They’re referring to the fact that copy-on-write always causes fragmentation. Suppose there is a 1GB file written on a fresh pool. This might get allocated in a contiguous (on disk) 1GB space. Now you write other data. However, now you edit a part of the 1GB file, data is read, modified, then written in a new LBA on the disk, hence the name - copy-on-write. Now you have an almost 1GB file in 1 piece, and small pieces in another place. Over time this becomes significant framentation. However it is not a problem because normally blocks are 128kB, so this is already 32 4kB sectors per ZFS block, meaning file contiguous reads will not translate to disk 4k random reads, they will translate to 128k random reads, which is heaps better than 4k performance on HDDs. Data is technically still fragmented to all hell, but you don’t care because it doesn’t eat into you performance much.

Smaller files get smaller blocks, hence worse performance but you still have the same sekes on regular file systems so no difference there.

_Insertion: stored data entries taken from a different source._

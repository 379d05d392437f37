//! grove - a terminal manager for locally cloned git repositories
//!
//! Repositories live under one root, organized provider/owner/name
//! (e.g. `~/codebases/github.com/alice/foo`).
//!
//! # Usage
//! ```bash
//! grove                          # Interactive tree view
//! grove gh:alice/foo             # Clone without spelling out `clone`
//! grove init ~/codebases         # Set the codebases root
//! grove list                     # Print all repositories
//! grove clone gh:alice/foo       # Clone (short notation supported)
//! grove update alice/foo bob/bar # Update specific repositories
//! grove remove alice/foo --force # Remove without prompting
//! ```

mod batch;
mod cli;
mod config;
mod error;
mod git;
mod models;
mod remote;
mod scanner;
mod tree;
mod ui;

use clap::{Parser, Subcommand};
use std::path::PathBuf;
use tracing_subscriber::{layer::SubscriberExt, util::SubscriberInitExt};

use crate::config::Config;

/// Manage a tree of locally cloned git repositories.
#[derive(Parser)]
#[command(name = "grove")]
#[command(about = "A terminal manager for locally cloned git repositories", long_about = None)]
struct Cli {
    #[command(subcommand)]
    command: Option<Commands>,

    /// Clone URLs given without a subcommand (`grove gh:user/repo`)
    #[arg(value_name = "URL")]
    urls: Vec<String>,
}

#[derive(Subcommand)]
enum Commands {
    /// Set the codebases root and write the config file
    Init {
        /// Directory the repository tree lives under
        path: PathBuf,
    },
    /// List all repositories and grouping directories
    List,
    /// Clone one or more repositories by URL or short notation
    Clone {
        /// URLs to clone (https, ssh, or e.g. gh:user/repo)
        urls: Vec<String>,
    },
    /// Pull one or more repositories by name (provider/owner/name)
    Update {
        /// Repository names relative to the root
        names: Vec<String>,
    },
    /// Delete one or more repositories by name
    Remove {
        /// Repository names relative to the root
        names: Vec<String>,
        /// Skip the confirmation prompt
        #[arg(long)]
        force: bool,
    },
}

#[tokio::main]
async fn main() -> anyhow::Result<()> {
    // Logging stays quiet unless RUST_LOG says otherwise; the alternate
    // screen owns stdout in interactive mode.
    tracing_subscriber::registry()
        .with(tracing_subscriber::EnvFilter::new(
            std::env::var("RUST_LOG").unwrap_or_else(|_| "warn".into()),
        ))
        .with(tracing_subscriber::fmt::layer().with_writer(std::io::stderr))
        .init();

    let cli = Cli::parse();

    if let Some(Commands::Init { path }) = &cli.command {
        cli::init(path)?;
        return Ok(());
    }

    let config = Config::load()?;

    match cli.command {
        // Bare URLs clone directly, matching `grove clone <url>...`.
        None if !cli.urls.is_empty() => {
            for url in &cli.urls {
                if !remote::looks_like_url(url) {
                    anyhow::bail!("not a URL or short notation: {}", url);
                }
            }
            cli::Runner::new(&config)?.clone(cli.urls).await?;
        }
        None => {
            if !config.is_configured() {
                eprintln!("No codebases path configured.");
                eprintln!("Run `grove init <path>` to choose where repositories live.");
                std::process::exit(1);
            }
            ui::run(&config).await?;
        }
        Some(Commands::List) => cli::Runner::new(&config)?.list()?,
        Some(Commands::Clone { urls }) => cli::Runner::new(&config)?.clone(urls).await?,
        Some(Commands::Update { names }) => cli::Runner::new(&config)?.update(names).await?,
        Some(Commands::Remove { names, force }) => {
            cli::Runner::new(&config)?.remove(names, force).await?
        }
        Some(Commands::Init { .. }) => unreachable!("handled above"),
    }

    Ok(())
}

If you have smaller max block sizes then there might be a performance impact, larger ones are even better.

pangolin · August 4, 2024, 1:25pm

What does it mean for the storj use case? I have set block size larger than max possible piece size and pieces are never changed. Would ZFS fragment new files anyway or would it just say disk is full?

Alexey · August 4, 2024, 1:28pm

Hm, this is new for me. I expected that it just return an usual OS error, something like “the file is not readable”, but do not block any IO operations.

I suppose no one FS is designed for that…

yeah, but the pieces are never changing…